== Problem to solve ==
All lines from the one with "with a success." to the end of the entries below must be written out exactly. Leave out any other line.

______________________________

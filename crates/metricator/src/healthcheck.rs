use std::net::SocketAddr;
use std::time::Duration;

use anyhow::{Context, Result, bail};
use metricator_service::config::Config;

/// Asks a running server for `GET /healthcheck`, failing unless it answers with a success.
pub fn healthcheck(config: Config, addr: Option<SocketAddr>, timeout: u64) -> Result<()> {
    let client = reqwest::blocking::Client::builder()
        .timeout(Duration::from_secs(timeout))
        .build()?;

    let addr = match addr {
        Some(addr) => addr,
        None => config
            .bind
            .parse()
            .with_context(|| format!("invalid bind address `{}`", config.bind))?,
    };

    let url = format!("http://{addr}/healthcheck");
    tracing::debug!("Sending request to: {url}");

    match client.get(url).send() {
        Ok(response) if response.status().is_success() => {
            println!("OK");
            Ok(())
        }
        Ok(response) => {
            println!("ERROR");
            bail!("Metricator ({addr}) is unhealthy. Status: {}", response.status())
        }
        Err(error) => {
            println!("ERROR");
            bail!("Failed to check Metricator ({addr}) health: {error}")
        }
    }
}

______________________________

== Written response ==
/// Asks a running server for `GET /healthcheck`, failing unless it answers with a success.
pub fn healthcheck(config: Config, addr: Option<SocketAddr>, timeout: u64) -> Result<()> {
    let client = reqwest::blocking::Client::builder()
        .timeout(Duration::from_secs(timeout))
        .build()?;

    let addr = match addr {
        Some(addr) => addr,
        None => config
            .bind
            .parse()
            .with_context(|| format!("invalid bind address `{}`", config.bind))?,
    };

    let url = format!("http://{addr}/healthcheck");
    tracing::debug!("Sending request to: {url}");

    match client.get(url).send() {
        Ok(response) if response.status().is_success() => {
            println!("OK");
            Ok(())
        }
        Ok(response) => {
            println!("ERROR");
            bail!("Metricator ({addr}) is unhealthy. Status: {}", response.status())
        }
        Err(error) => {
            println!("ERROR");
            bail!("Failed to check Metricator ({addr}) health: {error}")
        }
    }
}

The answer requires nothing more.